### [Data under study]
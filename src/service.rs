//! Line-protocol TCP service for the store.
//!
//! The wire protocol is ASCII and line-oriented: one request line per
//! connection, one response line back (plus a payload on a successful `get`),
//! then the connection closes. The accept loop hands each connection to its
//! own task; errors never cross the accept boundary -- a handler catches
//! everything, attempts to send one `err <Kind>` line, and ends.
//!
//! Requests:
//!
//! ```text
//! put <volumeId> <needleId> <size>\n<size bytes>
//! get <needleId>\n
//! delete <needleId>\n
//! ```

use std::sync::Arc;

use metrics::counter;
use tokio::io::{AsyncBufReadExt, AsyncRead, AsyncReadExt, AsyncWrite, AsyncWriteExt, BufReader};
use tokio::net::TcpListener;
use tokio::net::tcp::OwnedWriteHalf;

use crate::error::Error;
use crate::store::Store;

/// One parsed request line.
#[derive(Debug, PartialEq, Eq)]
pub(crate) enum Request {
    /// `put <volumeId> <needleId> <size>` -- a payload of `size` bytes follows.
    Put {
        volume_id: u64,
        needle_id: u64,
        size: u64,
    },
    /// `get <needleId>`
    Get { needle_id: u64 },
    /// `delete <needleId>`
    Delete { needle_id: u64 },
}

/// Parse one request line (without its trailing newline).
///
/// # Errors
///
/// Returns [`Error::BadCommand`] for an unknown command word, a wrong number
/// of arguments, or an argument that is not a decimal integer.
pub(crate) fn parse_request(line: &str) -> Result<Request, Error> {
    let bad = || Error::BadCommand(line.to_string());
    let mut words = line.split_whitespace();
    let arg = |words: &mut std::str::SplitWhitespace<'_>| -> Result<u64, Error> {
        words.next().ok_or_else(bad)?.parse().map_err(|_| bad())
    };

    let request = match words.next().ok_or_else(bad)? {
        "put" => Request::Put {
            volume_id: arg(&mut words)?,
            needle_id: arg(&mut words)?,
            size: arg(&mut words)?,
        },
        "get" => Request::Get {
            needle_id: arg(&mut words)?,
        },
        "delete" => Request::Delete {
            needle_id: arg(&mut words)?,
        },
        _ => return Err(bad()),
    };

    if words.next().is_some() {
        return Err(bad());
    }
    Ok(request)
}

/// Read up to `size` payload bytes, stopping early at EOF.
///
/// A client that closes the connection mid-payload gets whatever prefix
/// arrived stored; the short read is not an error.
pub(crate) async fn read_payload<R>(reader: &mut R, size: usize) -> Result<Vec<u8>, Error>
where
    R: AsyncRead + Unpin,
{
    let mut buf = vec![0u8; size];
    let mut filled = 0;
    while filled < size {
        let n = reader.read(&mut buf[filled..]).await?;
        if n == 0 {
            break;
        }
        filled += n;
    }
    buf.truncate(filled);
    Ok(buf)
}

/// Write the single-line error response for `err`, swallowing write failures.
pub(crate) async fn write_error_line<W>(writer: &mut W, err: &Error)
where
    W: AsyncWrite + Unpin,
{
    let line = format!("err {}\n", err.wire_token());
    let _ = writer.write_all(line.as_bytes()).await;
}

/// The store service: a [`Store`] behind a TCP accept loop.
pub struct StoreService {
    store: Arc<Store>,
}

impl StoreService {
    /// Wrap a store for serving.
    pub fn new(store: Arc<Store>) -> Self {
        Self { store }
    }

    /// Accept connections forever, one task per connection.
    ///
    /// Accept failures are logged and the loop keeps going; nothing escapes.
    pub async fn serve(self, listener: TcpListener) {
        loop {
            match listener.accept().await {
                Ok((stream, peer)) => {
                    let store = Arc::clone(&self.store);
                    tokio::spawn(async move {
                        tracing::debug!(%peer, "store connection accepted");
                        handle_connection(store, stream).await;
                    });
                }
                Err(e) => {
                    tracing::error!(error = %e, "store accept failed");
                }
            }
        }
    }
}

/// Serve one connection: read a request line, execute, answer, done.
async fn handle_connection(store: Arc<Store>, stream: tokio::net::TcpStream) {
    let (read_half, mut writer) = stream.into_split();
    let mut reader = BufReader::new(read_half);

    let mut line = String::new();
    match reader.read_line(&mut line).await {
        Ok(0) | Err(_) => return, // client went away before asking anything
        Ok(_) => {}
    }

    if let Err(err) = dispatch(&store, &mut reader, &mut writer, line.trim_end()).await {
        counter!("hayloft_store_errors_total", "kind" => err.wire_token().to_string())
            .increment(1);
        write_error_line(&mut writer, &err).await;
    }
}

/// Execute one request and write the success response.
///
/// `put` validates the volume id and size against the store's limits before
/// consuming the payload, so an oversize or misdirected upload is refused
/// without reading its body.
async fn dispatch<R>(
    store: &Arc<Store>,
    reader: &mut R,
    writer: &mut OwnedWriteHalf,
    line: &str,
) -> Result<(), Error>
where
    R: AsyncRead + Unpin,
{
    match parse_request(line)? {
        Request::Put {
            volume_id,
            needle_id,
            size,
        } => {
            counter!("hayloft_store_requests_total", "op" => "put").increment(1);
            if volume_id >= store.volume_count() as u64 {
                return Err(Error::BadHaystackId { volume_id });
            }
            if size > store.max_needle_size() {
                return Err(Error::TooManyBytes {
                    size,
                    max: store.max_needle_size(),
                });
            }

            let payload = read_payload(reader, size as usize).await?;
            let store = Arc::clone(store);
            run_blocking(move || store.put(volume_id, needle_id, &payload)).await?;
            writer.write_all(b"ok\n").await?;
        }
        Request::Get { needle_id } => {
            counter!("hayloft_store_requests_total", "op" => "get").increment(1);
            let store = Arc::clone(store);
            let payload = run_blocking(move || store.get(needle_id)).await?;
            writer
                .write_all(format!("ok {}\n", payload.len()).as_bytes())
                .await?;
            writer.write_all(&payload).await?;
        }
        Request::Delete { needle_id } => {
            counter!("hayloft_store_requests_total", "op" => "delete").increment(1);
            let store = Arc::clone(store);
            run_blocking(move || store.remove(needle_id)).await?;
            writer.write_all(b"ok\n").await?;
        }
    }
    Ok(())
}

/// Run a synchronous store operation off the async runtime.
///
/// Volume I/O blocks under the per-volume mutex; `spawn_blocking` keeps that
/// out of the reactor threads.
async fn run_blocking<T, F>(op: F) -> Result<T, Error>
where
    T: Send + 'static,
    F: FnOnce() -> Result<T, Error> + Send + 'static,
{
    tokio::task::spawn_blocking(op)
        .await
        .map_err(|e| Error::Io(std::io::Error::other(e)))?
}

#[cfg(test)]
mod tests {
    use super::*;

    #[test]
    fn parses_put() {
        assert_eq!(
            parse_request("put 0 42 1024").expect("valid put"),
            Request::Put {
                volume_id: 0,
                needle_id: 42,
                size: 1024
            }
        );
    }

    #[test]
    fn parses_get_and_delete() {
        assert_eq!(
            parse_request("get 7").expect("valid get"),
            Request::Get { needle_id: 7 }
        );
        assert_eq!(
            parse_request("delete 7").expect("valid delete"),
            Request::Delete { needle_id: 7 }
        );
    }

    #[test]
    fn rejects_unknown_command() {
        assert!(matches!(
            parse_request("frobnicate 1"),
            Err(Error::BadCommand(_))
        ));
        assert!(matches!(parse_request(""), Err(Error::BadCommand(_))));
    }

    #[test]
    fn rejects_malformed_arguments() {
        assert!(matches!(parse_request("get"), Err(Error::BadCommand(_))));
        assert!(matches!(
            parse_request("get seven"),
            Err(Error::BadCommand(_))
        ));
        assert!(matches!(
            parse_request("put 0 42"),
            Err(Error::BadCommand(_))
        ));
        assert!(matches!(
            parse_request("put 0 42 10 extra"),
            Err(Error::BadCommand(_))
        ));
        assert!(matches!(
            parse_request("get -1"),
            Err(Error::BadCommand(_))
        ));
    }

    #[tokio::test]
    async fn read_payload_stops_at_eof() {
        let mut input: &[u8] = b"abc";
        let payload = read_payload(&mut input, 8).await.expect("read");
        assert_eq!(payload, b"abc");
    }

    #[tokio::test]
    async fn read_payload_reads_exactly_size() {
        let mut input: &[u8] = b"abcdefgh";
        let payload = read_payload(&mut input, 3).await.expect("read");
        assert_eq!(payload, b"abc");
    }
}
//! Fallback for paths the gated router has no route for.

use crate::models::message::MessageResponse;
use axum::{Json, http::StatusCode};

/// Answer for unrouted paths once the API key gate has let them through.
///
/// # Response (404 Not Found)
///
/// ```json
/// { "message": "Not found" }
/// ```
pub async fn not_found() -> (StatusCode, Json<MessageResponse>) {
    (StatusCode::NOT_FOUND, Json(MessageResponse::new("Not found")))
}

### [Brief]
Scan the data above line by line. Please say how many lines hold the word "move", and give only that number.

### [Task answer]
4